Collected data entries
━━━━━━━━━━━━━━━━

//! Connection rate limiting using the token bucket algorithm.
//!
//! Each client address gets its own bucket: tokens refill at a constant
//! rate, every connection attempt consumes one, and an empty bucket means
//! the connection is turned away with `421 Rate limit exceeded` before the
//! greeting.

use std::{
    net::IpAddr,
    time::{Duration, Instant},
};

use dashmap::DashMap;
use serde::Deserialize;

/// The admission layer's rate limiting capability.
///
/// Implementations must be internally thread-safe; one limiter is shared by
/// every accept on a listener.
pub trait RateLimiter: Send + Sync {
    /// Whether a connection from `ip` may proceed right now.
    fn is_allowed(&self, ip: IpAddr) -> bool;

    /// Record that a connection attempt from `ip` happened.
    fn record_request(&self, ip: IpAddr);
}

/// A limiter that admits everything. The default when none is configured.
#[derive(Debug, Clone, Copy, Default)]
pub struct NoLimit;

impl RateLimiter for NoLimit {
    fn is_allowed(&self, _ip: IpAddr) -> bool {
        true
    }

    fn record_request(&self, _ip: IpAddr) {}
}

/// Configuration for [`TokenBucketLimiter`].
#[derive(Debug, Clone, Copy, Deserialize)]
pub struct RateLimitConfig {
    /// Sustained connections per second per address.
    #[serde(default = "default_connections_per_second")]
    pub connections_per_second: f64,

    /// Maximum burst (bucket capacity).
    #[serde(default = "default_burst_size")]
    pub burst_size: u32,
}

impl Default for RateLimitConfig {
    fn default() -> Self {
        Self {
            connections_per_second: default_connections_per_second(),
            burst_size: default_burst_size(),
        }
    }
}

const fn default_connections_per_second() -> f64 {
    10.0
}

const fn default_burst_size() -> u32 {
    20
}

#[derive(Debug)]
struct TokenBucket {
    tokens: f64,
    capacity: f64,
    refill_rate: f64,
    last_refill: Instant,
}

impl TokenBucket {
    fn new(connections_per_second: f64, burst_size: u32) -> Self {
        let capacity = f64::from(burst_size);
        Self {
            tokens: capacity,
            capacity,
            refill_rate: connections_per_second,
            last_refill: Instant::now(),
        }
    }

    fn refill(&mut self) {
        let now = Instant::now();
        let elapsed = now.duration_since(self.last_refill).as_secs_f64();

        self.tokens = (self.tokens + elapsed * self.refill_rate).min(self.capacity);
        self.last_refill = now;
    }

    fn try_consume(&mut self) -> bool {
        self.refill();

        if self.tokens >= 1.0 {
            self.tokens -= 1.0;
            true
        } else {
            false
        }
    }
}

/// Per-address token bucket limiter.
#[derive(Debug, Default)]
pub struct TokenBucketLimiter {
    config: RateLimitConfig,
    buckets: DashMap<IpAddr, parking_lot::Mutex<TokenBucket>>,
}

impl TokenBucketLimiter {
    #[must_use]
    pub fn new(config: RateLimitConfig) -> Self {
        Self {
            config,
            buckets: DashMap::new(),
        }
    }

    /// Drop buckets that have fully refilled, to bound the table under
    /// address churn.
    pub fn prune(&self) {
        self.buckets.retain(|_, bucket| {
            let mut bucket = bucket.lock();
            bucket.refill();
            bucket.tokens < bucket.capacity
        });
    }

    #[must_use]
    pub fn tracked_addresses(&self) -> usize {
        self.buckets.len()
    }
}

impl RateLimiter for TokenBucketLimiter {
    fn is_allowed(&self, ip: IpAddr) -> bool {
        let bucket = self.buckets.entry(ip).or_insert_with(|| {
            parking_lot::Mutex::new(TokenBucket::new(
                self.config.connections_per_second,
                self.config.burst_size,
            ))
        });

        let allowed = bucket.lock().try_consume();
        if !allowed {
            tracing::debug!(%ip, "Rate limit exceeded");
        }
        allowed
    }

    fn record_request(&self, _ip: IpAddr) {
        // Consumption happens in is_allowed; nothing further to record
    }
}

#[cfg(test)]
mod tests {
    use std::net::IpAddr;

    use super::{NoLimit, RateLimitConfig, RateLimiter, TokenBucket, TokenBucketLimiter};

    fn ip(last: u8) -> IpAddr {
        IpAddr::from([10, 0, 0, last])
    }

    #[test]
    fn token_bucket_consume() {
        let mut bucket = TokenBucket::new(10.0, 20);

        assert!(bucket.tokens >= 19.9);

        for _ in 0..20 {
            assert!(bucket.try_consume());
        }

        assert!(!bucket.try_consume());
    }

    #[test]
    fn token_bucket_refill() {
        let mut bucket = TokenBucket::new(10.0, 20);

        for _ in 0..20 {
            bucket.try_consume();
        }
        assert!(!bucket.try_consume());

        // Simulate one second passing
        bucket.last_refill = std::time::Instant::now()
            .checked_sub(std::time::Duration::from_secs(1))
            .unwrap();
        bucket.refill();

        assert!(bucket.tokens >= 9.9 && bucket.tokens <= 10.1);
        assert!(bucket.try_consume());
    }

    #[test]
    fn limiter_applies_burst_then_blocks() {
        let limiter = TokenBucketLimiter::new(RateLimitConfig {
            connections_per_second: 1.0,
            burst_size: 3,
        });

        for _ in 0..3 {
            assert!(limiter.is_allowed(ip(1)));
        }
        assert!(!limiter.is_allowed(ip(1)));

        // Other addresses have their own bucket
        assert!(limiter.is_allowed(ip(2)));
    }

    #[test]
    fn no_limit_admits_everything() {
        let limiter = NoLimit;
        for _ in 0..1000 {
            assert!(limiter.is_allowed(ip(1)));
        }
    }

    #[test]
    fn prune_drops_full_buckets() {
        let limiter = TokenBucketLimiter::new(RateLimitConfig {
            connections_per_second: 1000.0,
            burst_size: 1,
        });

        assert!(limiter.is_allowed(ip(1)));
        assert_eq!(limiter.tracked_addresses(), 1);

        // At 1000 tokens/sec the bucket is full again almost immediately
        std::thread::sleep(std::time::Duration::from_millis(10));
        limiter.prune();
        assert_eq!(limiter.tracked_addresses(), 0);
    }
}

━━━━━━━━━━━━━━━━

EXERCISE
Report each line above that includes the string "DashMap".

RESPONSE TO THIS TASK
use dashmap::DashMap;
    buckets: DashMap<IpAddr, parking_lot::Mutex<TokenBucket>>,
            buckets: DashMap::new(),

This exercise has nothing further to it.